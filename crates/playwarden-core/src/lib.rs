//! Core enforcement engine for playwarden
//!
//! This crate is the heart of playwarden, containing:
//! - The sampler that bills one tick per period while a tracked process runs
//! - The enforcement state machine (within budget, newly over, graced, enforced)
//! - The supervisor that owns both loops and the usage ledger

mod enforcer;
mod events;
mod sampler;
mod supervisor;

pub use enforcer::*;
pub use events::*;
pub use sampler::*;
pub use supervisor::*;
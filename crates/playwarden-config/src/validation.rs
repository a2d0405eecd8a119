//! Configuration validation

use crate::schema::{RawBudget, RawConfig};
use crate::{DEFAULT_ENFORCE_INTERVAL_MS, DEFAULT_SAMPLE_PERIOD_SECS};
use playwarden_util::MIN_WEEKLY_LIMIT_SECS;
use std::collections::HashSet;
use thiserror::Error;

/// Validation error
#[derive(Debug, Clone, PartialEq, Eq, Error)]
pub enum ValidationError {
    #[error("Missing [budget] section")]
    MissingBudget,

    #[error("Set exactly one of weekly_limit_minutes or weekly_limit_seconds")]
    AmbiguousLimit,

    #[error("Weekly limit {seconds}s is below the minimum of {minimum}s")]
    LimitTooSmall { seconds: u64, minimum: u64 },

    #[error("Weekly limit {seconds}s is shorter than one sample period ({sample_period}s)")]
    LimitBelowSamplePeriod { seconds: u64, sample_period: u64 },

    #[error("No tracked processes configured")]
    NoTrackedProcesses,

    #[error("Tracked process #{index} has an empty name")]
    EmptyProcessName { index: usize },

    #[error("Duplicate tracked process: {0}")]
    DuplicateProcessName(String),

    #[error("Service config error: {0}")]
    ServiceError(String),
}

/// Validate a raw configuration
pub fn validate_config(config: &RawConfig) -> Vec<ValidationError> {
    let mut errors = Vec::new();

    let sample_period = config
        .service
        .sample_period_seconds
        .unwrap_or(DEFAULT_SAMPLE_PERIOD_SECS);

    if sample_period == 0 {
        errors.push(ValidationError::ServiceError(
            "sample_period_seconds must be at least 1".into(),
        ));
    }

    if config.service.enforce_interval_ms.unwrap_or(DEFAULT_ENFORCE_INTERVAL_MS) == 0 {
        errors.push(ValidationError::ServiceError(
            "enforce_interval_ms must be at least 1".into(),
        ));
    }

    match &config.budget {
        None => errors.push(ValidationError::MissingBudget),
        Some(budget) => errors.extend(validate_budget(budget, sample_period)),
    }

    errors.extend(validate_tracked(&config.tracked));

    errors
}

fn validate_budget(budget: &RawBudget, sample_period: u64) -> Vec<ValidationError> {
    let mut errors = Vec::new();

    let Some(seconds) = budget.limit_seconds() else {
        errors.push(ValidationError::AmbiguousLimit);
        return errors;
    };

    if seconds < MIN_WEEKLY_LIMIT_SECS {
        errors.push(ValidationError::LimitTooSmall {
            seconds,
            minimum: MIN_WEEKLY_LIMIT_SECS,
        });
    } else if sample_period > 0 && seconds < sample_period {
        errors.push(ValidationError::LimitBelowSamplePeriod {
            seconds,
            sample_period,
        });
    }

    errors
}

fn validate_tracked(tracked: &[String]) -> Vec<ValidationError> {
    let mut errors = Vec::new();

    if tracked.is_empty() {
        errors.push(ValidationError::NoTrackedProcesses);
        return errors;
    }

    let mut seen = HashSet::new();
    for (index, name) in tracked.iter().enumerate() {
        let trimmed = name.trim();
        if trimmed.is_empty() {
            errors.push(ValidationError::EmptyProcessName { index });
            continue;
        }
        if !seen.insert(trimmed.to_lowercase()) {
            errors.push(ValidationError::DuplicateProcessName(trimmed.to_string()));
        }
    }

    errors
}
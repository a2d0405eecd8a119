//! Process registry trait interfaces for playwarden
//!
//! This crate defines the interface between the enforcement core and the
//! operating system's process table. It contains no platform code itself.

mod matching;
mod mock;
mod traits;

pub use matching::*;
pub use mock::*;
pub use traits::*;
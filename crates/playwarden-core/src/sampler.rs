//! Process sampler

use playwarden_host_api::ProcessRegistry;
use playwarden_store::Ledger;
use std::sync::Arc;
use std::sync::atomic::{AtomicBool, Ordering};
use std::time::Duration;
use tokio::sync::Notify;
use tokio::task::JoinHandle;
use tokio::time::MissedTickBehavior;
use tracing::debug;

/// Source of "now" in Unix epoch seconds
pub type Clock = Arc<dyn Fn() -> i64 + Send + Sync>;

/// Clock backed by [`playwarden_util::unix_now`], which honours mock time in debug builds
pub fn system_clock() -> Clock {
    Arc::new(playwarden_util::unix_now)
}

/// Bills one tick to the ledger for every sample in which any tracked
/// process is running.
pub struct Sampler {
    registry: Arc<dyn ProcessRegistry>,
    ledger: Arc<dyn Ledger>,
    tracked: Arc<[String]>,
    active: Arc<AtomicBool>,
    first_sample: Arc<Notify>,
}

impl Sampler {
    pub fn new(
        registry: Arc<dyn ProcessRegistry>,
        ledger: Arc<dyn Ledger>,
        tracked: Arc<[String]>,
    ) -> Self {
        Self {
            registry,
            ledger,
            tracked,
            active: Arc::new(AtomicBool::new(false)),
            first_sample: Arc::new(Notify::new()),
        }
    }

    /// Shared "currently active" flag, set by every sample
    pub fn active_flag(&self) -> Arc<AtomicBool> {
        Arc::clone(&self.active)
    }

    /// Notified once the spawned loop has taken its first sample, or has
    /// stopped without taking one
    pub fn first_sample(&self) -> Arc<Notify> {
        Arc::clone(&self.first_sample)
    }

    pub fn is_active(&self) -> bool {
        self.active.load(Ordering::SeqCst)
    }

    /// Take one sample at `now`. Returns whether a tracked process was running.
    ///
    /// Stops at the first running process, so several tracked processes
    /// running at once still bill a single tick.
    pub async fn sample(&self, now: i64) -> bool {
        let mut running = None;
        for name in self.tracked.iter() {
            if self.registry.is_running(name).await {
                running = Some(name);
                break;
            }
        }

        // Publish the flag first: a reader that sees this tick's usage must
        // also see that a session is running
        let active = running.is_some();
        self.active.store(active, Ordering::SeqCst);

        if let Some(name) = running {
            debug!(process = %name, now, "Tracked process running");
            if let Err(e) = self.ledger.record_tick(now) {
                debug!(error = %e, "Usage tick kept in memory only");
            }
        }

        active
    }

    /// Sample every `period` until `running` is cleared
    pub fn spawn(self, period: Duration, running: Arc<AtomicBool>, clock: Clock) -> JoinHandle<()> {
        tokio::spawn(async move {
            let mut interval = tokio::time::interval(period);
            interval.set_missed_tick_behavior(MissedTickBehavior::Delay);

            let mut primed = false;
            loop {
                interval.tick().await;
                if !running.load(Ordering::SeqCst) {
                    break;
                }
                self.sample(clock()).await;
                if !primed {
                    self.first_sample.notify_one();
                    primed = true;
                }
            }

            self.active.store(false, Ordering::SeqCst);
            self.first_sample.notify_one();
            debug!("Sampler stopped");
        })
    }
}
▬▬▬▬▬▬▬▬▬▬
> _YOUR TASK_
Print the full listing verbatim. Leave nothing out.

> _OUTPUT OF THE TASK_
filename crates/playwarden-core/src/lib.rs
//! Core enforcement engine for playwarden
//!
//! This crate is the heart of playwarden, containing:
//! - The sampler that bills one tick per period while a tracked process runs
//! - The enforcement state machine (within budget, newly over, graced, enforced)
//! - The supervisor that owns both loops and the usage ledger

mod enforcer;
mod events;
mod sampler;
mod supervisor;

pub use enforcer::*;
pub use events::*;
pub use sampler::*;
pub use supervisor::*;
filename crates/playwarden-config/src/validation.rs
repository a2d0405eecd8a119
//! Configuration validation

use crate::schema::{RawBudget, RawConfig};
use crate::{DEFAULT_ENFORCE_INTERVAL_MS, DEFAULT_SAMPLE_PERIOD_SECS};
use playwarden_util::MIN_WEEKLY_LIMIT_SECS;
use std::collections::HashSet;
use thiserror::Error;

/// Validation error
#[derive(Debug, Clone, PartialEq, Eq, Error)]
pub enum ValidationError {
    #[error("Missing [budget] section")]
    MissingBudget,

    #[error("Set exactly one of weekly_limit_minutes or weekly_limit_seconds")]
    AmbiguousLimit,

    #[error("Weekly limit {seconds}s is below the minimum of {minimum}s")]
    LimitTooSmall { seconds: u64, minimum: u64 },

    #[error("Weekly limit {seconds}s is shorter than one sample period ({sample_period}s)")]
    LimitBelowSamplePeriod { seconds: u64, sample_period: u64 },

    #[error("No tracked processes configured")]
    NoTrackedProcesses,

    #[error("Tracked process #{index} has an empty name")]
    EmptyProcessName { index: usize },

    #[error("Duplicate tracked process: {0}")]
    DuplicateProcessName(String),

    #[error("Service config error: {0}")]
    ServiceError(String),
}

/// Validate a raw configuration
pub fn validate_config(config: &RawConfig) -> Vec<ValidationError> {
    let mut errors = Vec::new();

    let sample_period = config
        .service
        .sample_period_seconds
        .unwrap_or(DEFAULT_SAMPLE_PERIOD_SECS);

    if sample_period == 0 {
        errors.push(ValidationError::ServiceError(
            "sample_period_seconds must be at least 1".into(),
        ));
    }

    if config.service.enforce_interval_ms.unwrap_or(DEFAULT_ENFORCE_INTERVAL_MS) == 0 {
        errors.push(ValidationError::ServiceError(
            "enforce_interval_ms must be at least 1".into(),
        ));
    }

    match &config.budget {
        None => errors.push(ValidationError::MissingBudget),
        Some(budget) => errors.extend(validate_budget(budget, sample_period)),
    }

    errors.extend(validate_tracked(&config.tracked));

    errors
}

fn validate_budget(budget: &RawBudget, sample_period: u64) -> Vec<ValidationError> {
    let mut errors = Vec::new();

    let Some(seconds) = budget.limit_seconds() else {
        errors.push(ValidationError::AmbiguousLimit);
        return errors;
    };

    if seconds < MIN_WEEKLY_LIMIT_SECS {
        errors.push(ValidationError::LimitTooSmall {
            seconds,
            minimum: MIN_WEEKLY_LIMIT_SECS,
        });
    } else if sample_period > 0 && seconds < sample_period {
        errors.push(ValidationError::LimitBelowSamplePeriod {
            seconds,
            sample_period,
        });
    }

    errors
}

fn validate_tracked(tracked: &[String]) -> Vec<ValidationError> {
    let mut errors = Vec::new();

    if tracked.is_empty() {
        errors.push(ValidationError::NoTrackedProcesses);
        return errors;
    }

    let mut seen = HashSet::new();
    for (index, name) in tracked.iter().enumerate() {
        let trimmed = name.trim();
        if trimmed.is_empty() {
            errors.push(ValidationError::EmptyProcessName { index });
            continue;
        }
        if !seen.insert(trimmed.to_lowercase()) {
            errors.push(ValidationError::DuplicateProcessName(trimmed.to_string()));
        }
    }

    errors
}
repository a2d0405eecd8a119
//! Process registry trait interfaces for playwarden
//!
//! This crate defines the interface between the enforcement core and the
//! operating system's process table. It contains no platform code itself.

mod matching;
mod mock;
mod traits;

pub use matching::*;
pub use mock::*;
pub use traits::*;
filename crates/playwarden-core/src/sampler.rs
//! Process sampler

use playwarden_host_api::ProcessRegistry;
use playwarden_store::Ledger;
use std::sync::Arc;
use std::sync::atomic::{AtomicBool, Ordering};
use std::time::Duration;
use tokio::sync::Notify;
use tokio::task::JoinHandle;
use tokio::time::MissedTickBehavior;
use tracing::debug;

/// Source of "now" in Unix epoch seconds
pub type Clock = Arc<dyn Fn() -> i64 + Send + Sync>;

/// Clock backed by [`playwarden_util::unix_now`], which honours mock time in debug builds
pub fn system_clock() -> Clock {
    Arc::new(playwarden_util::unix_now)
}

/// Bills one tick to the ledger for every sample in which any tracked
/// process is running.
pub struct Sampler {
    registry: Arc<dyn ProcessRegistry>,
    ledger: Arc<dyn Ledger>,
    tracked: Arc<[String]>,
    active: Arc<AtomicBool>,
    first_sample: Arc<Notify>,
}

impl Sampler {
    pub fn new(
        registry: Arc<dyn ProcessRegistry>,
        ledger: Arc<dyn Ledger>,
        tracked: Arc<[String]>,
    ) -> Self {
        Self {
            registry,
            ledger,
            tracked,
            active: Arc::new(AtomicBool::new(false)),
            first_sample: Arc::new(Notify::new()),
        }
    }

    /// Shared "currently active" flag, set by every sample
    pub fn active_flag(&self) -> Arc<AtomicBool> {
        Arc::clone(&self.active)
    }

    /// Notified once the spawned loop has taken its first sample, or has
    /// stopped without taking one
    pub fn first_sample(&self) -> Arc<Notify> {
        Arc::clone(&self.first_sample)
    }

    pub fn is_active(&self) -> bool {
        self.active.load(Ordering::SeqCst)
    }

    /// Take one sample at `now`. Returns whether a tracked process was running.
    ///
    /// Stops at the first running process, so several tracked processes
    /// running at once still bill a single tick.
    pub async fn sample(&self, now: i64) -> bool {
        let mut running = None;
        for name in self.tracked.iter() {
            if self.registry.is_running(name).await {
                running = Some(name);
                break;
            }
        }

        // Publish the flag first: a reader that sees this tick's usage must
        // also see that a session is running
        let active = running.is_some();
        self.active.store(active, Ordering::SeqCst);

        if let Some(name) = running {
            debug!(process = %name, now, "Tracked process running");
            if let Err(e) = self.ledger.record_tick(now) {
                debug!(error = %e, "Usage tick kept in memory only");
            }
        }

        active
    }

    /// Sample every `period` until `running` is cleared
    pub fn spawn(self, period: Duration, running: Arc<AtomicBool>, clock: Clock) -> JoinHandle<()> {
        tokio::spawn(async move {
            let mut interval = tokio::time::interval(period);
            interval.set_missed_tick_behavior(MissedTickBehavior::Delay);

            let mut primed = false;
            loop {
                interval.tick().await;
                if !running.load(Ordering::SeqCst) {
                    break;
                }
                self.sample(clock()).await;
                if !primed {
                    self.first_sample.notify_one();
                    primed = true;
                }
            }

            self.active.store(false, Ordering::SeqCst);
            self.first_sample.notify_one();
            debug!("Sampler stopped");
        })
    }
}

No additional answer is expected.